_TASK INSTRUCTIONS_. Copy exactly the lines of the records below, and only those lines, beginning with the line that contains "never clamped here." and ending with the line that contains "pub(crate) fn malformed(topic: &str, reason: impl".

*** EXERCISE DATA ***

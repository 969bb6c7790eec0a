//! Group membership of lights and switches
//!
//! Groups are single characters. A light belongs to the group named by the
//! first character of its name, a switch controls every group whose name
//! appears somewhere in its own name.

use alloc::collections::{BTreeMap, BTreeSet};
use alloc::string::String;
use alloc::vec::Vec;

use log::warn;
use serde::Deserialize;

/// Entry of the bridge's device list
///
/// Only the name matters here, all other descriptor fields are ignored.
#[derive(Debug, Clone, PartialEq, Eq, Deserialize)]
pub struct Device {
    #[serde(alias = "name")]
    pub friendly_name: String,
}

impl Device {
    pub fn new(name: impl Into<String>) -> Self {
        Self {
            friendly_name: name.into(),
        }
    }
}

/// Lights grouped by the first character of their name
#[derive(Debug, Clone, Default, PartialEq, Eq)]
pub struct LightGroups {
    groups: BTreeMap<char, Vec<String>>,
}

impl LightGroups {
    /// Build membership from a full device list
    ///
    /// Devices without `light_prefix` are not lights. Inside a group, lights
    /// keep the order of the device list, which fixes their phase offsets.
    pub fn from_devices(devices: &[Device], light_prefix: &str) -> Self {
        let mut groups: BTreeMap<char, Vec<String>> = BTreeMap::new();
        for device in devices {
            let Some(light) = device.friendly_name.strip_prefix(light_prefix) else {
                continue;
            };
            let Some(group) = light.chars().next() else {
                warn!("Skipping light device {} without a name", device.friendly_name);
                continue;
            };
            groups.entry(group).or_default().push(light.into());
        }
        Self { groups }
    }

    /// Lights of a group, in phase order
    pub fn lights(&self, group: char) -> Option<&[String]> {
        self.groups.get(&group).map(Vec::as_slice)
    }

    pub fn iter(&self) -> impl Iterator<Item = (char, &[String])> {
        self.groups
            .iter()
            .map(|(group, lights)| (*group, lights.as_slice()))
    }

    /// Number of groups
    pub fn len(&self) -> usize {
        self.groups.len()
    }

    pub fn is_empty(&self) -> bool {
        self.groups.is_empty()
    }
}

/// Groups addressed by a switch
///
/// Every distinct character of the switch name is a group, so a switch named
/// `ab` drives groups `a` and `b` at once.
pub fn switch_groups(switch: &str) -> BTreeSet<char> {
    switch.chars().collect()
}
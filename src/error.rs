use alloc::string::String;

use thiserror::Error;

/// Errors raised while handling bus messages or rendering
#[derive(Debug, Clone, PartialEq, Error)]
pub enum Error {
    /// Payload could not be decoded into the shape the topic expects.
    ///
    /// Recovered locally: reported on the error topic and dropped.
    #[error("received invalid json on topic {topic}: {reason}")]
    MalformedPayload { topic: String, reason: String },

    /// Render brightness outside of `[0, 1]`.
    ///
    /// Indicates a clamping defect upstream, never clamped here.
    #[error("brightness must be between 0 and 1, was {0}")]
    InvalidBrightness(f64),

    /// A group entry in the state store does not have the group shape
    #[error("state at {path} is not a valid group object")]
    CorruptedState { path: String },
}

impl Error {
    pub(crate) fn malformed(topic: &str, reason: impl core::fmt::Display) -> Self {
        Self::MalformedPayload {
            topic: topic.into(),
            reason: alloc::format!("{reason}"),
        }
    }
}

*** End of EXERCISE DATA ***

_RESPONSE TO THIS TASK_.
    /// Indicates a clamping defect upstream, never clamped here.
    #[error("brightness must be between 0 and 1, was {0}")]
    InvalidBrightness(f64),

    /// A group entry in the state store does not have the group shape
    #[error("state at {path} is not a valid group object")]
    CorruptedState { path: String },
}

impl Error {
    pub(crate) fn malformed(topic: &str, reason: impl core::fmt::Display) -> Self {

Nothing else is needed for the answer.